▶ _WHAT THE EXERCISE ASKS_:
Needed from the data below: all lines that contain the word "calls".

==== DATASET ====

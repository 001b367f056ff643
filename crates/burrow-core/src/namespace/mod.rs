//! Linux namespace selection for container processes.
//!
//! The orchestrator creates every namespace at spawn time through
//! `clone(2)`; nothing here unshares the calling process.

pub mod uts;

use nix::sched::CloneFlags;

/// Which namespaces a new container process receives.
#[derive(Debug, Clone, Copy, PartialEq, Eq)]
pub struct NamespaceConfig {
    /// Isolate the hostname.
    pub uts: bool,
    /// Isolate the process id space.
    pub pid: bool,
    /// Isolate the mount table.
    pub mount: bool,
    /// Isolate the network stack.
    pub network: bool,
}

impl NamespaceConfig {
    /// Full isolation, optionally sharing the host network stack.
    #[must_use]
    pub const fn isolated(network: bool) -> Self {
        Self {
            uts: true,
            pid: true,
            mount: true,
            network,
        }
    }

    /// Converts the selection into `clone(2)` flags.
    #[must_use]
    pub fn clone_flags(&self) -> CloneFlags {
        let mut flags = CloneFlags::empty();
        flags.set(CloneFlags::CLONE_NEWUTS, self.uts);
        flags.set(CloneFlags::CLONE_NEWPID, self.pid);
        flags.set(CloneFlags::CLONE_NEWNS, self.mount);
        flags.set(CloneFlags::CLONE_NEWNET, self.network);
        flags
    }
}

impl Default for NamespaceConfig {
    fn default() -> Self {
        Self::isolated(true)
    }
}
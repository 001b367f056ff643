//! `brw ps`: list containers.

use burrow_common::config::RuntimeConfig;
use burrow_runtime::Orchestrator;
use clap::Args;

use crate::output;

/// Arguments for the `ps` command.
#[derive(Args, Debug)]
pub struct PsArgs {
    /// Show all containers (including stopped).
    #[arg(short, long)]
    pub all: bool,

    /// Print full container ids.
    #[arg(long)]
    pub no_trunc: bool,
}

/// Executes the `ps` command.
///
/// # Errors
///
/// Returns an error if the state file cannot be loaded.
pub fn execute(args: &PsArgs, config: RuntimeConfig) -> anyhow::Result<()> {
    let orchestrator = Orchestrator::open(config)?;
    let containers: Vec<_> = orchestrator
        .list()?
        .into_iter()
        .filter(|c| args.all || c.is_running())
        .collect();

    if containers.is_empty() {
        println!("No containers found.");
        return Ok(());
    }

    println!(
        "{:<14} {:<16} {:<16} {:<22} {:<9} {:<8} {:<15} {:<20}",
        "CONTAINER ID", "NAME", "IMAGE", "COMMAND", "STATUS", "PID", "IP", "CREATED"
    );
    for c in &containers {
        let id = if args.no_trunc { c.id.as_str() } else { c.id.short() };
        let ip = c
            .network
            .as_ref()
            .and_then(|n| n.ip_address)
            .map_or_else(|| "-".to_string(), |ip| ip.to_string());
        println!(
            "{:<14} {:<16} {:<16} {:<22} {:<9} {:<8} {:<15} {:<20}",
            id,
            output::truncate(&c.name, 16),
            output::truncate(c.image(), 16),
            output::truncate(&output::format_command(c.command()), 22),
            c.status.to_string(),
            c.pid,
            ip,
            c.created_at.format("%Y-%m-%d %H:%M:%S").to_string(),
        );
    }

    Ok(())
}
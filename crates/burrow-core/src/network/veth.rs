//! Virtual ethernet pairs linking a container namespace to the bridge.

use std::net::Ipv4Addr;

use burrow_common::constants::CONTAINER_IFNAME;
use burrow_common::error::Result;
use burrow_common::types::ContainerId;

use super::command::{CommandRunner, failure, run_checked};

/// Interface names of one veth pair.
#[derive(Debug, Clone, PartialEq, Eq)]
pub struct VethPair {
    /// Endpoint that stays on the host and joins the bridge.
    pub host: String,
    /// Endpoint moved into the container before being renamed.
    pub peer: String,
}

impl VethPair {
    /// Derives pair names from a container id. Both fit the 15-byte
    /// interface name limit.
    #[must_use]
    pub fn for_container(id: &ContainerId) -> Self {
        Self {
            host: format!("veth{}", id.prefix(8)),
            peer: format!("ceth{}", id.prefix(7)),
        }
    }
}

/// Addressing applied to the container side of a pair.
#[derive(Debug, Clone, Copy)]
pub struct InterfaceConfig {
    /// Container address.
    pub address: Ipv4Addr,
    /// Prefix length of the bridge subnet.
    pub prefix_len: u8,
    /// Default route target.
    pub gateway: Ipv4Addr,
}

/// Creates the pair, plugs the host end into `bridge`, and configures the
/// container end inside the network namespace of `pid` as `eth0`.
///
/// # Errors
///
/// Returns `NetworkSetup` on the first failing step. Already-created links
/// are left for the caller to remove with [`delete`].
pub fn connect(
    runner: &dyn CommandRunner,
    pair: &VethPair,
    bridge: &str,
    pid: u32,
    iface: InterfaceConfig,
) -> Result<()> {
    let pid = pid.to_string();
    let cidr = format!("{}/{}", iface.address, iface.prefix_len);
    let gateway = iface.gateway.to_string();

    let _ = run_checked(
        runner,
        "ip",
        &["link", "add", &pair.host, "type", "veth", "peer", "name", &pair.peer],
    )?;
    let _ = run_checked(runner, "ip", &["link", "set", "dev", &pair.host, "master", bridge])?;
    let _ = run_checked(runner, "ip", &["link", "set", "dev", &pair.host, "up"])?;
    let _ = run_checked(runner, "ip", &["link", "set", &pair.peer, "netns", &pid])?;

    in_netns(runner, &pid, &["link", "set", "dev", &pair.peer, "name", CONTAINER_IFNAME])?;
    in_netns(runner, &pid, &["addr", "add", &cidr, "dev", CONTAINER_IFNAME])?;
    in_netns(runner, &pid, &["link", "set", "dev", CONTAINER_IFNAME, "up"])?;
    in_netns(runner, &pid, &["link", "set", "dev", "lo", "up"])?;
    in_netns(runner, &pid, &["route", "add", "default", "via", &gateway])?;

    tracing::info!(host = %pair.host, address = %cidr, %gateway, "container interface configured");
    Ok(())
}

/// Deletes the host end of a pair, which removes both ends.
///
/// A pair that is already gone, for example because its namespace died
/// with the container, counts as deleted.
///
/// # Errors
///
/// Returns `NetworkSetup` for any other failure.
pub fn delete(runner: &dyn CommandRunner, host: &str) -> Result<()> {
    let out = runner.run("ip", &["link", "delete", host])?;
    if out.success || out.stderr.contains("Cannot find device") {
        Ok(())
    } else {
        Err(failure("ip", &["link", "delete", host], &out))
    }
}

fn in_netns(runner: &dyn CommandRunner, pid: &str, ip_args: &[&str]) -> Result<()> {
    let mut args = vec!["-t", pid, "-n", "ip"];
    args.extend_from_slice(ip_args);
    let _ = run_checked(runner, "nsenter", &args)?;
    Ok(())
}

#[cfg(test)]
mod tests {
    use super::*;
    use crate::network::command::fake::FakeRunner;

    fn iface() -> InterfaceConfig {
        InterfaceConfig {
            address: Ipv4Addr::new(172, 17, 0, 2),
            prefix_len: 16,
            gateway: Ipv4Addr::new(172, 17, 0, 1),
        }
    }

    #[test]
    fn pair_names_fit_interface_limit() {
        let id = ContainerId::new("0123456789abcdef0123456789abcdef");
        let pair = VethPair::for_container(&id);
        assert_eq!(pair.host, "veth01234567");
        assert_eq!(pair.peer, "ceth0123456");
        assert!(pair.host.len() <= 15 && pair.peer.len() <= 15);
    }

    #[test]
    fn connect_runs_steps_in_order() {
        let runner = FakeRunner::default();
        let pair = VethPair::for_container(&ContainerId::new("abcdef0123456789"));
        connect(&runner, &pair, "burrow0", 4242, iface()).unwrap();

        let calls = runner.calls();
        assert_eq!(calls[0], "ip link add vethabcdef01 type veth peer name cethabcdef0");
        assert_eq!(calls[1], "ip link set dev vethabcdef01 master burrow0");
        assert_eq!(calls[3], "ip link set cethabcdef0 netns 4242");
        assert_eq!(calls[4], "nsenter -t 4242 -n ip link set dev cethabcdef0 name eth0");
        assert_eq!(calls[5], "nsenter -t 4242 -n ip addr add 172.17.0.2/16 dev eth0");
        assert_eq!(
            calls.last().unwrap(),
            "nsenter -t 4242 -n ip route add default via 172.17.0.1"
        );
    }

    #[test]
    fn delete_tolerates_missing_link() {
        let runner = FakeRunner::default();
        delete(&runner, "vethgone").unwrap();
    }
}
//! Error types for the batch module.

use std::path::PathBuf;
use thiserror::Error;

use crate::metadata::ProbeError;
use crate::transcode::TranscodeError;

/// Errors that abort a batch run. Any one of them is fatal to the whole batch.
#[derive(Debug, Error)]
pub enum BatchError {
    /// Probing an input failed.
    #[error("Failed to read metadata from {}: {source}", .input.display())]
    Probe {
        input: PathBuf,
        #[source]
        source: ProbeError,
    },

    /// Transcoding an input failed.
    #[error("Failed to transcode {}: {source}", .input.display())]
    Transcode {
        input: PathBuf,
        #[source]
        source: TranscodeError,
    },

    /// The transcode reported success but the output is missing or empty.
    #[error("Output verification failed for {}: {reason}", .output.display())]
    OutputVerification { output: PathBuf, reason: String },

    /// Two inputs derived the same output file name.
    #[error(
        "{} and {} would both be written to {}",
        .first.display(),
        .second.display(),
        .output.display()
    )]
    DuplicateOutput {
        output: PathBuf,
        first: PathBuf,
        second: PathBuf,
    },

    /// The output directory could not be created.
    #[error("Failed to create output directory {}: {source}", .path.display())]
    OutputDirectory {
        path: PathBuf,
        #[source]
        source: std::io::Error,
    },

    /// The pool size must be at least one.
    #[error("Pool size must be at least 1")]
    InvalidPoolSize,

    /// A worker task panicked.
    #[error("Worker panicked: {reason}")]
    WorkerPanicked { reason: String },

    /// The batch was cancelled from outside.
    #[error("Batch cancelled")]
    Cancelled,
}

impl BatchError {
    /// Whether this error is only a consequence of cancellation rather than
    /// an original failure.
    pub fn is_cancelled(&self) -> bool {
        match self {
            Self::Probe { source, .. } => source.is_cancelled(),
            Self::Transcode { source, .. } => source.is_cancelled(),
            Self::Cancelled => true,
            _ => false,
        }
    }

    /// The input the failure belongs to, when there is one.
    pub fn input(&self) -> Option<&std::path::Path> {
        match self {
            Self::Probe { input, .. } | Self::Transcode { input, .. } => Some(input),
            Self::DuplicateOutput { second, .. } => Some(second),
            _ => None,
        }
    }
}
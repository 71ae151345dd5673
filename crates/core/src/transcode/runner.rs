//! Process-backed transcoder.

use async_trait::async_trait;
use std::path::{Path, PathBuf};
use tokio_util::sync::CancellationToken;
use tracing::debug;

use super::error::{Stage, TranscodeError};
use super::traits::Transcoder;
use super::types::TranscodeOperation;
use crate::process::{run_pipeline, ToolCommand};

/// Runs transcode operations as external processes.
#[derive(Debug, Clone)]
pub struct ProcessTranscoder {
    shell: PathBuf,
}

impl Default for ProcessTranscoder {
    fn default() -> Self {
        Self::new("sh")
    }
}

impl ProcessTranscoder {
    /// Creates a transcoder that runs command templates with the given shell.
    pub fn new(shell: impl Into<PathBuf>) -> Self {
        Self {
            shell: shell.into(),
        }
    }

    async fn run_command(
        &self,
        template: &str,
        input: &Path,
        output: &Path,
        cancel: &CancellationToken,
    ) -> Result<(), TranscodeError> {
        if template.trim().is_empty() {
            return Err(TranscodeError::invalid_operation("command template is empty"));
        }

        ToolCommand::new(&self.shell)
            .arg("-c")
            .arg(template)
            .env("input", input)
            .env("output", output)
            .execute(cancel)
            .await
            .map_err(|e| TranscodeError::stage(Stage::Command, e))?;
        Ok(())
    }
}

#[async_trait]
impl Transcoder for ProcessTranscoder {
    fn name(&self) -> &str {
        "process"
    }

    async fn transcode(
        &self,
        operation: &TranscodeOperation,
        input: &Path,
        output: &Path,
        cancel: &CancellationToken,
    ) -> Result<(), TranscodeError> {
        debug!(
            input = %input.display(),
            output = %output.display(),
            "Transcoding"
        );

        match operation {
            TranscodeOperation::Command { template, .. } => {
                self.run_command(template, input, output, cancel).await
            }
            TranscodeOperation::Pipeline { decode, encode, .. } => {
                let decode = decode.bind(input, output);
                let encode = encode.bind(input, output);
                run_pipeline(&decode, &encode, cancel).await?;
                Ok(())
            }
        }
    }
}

====

▶ _EXERCISE OUTPUT_:
        let calls = runner.calls();
        assert_eq!(calls[0], "ip link add vethabcdef01 type veth peer name cethabcdef0");
        assert_eq!(calls[1], "ip link set dev vethabcdef01 master burrow0");
        assert_eq!(calls[3], "ip link set cethabcdef0 netns 4242");
        assert_eq!(calls[4], "nsenter -t 4242 -n ip link set dev cethabcdef0 name eth0");
        assert_eq!(calls[5], "nsenter -t 4242 -n ip addr add 172.17.0.2/16 dev eth0");
            calls.last().unwrap(),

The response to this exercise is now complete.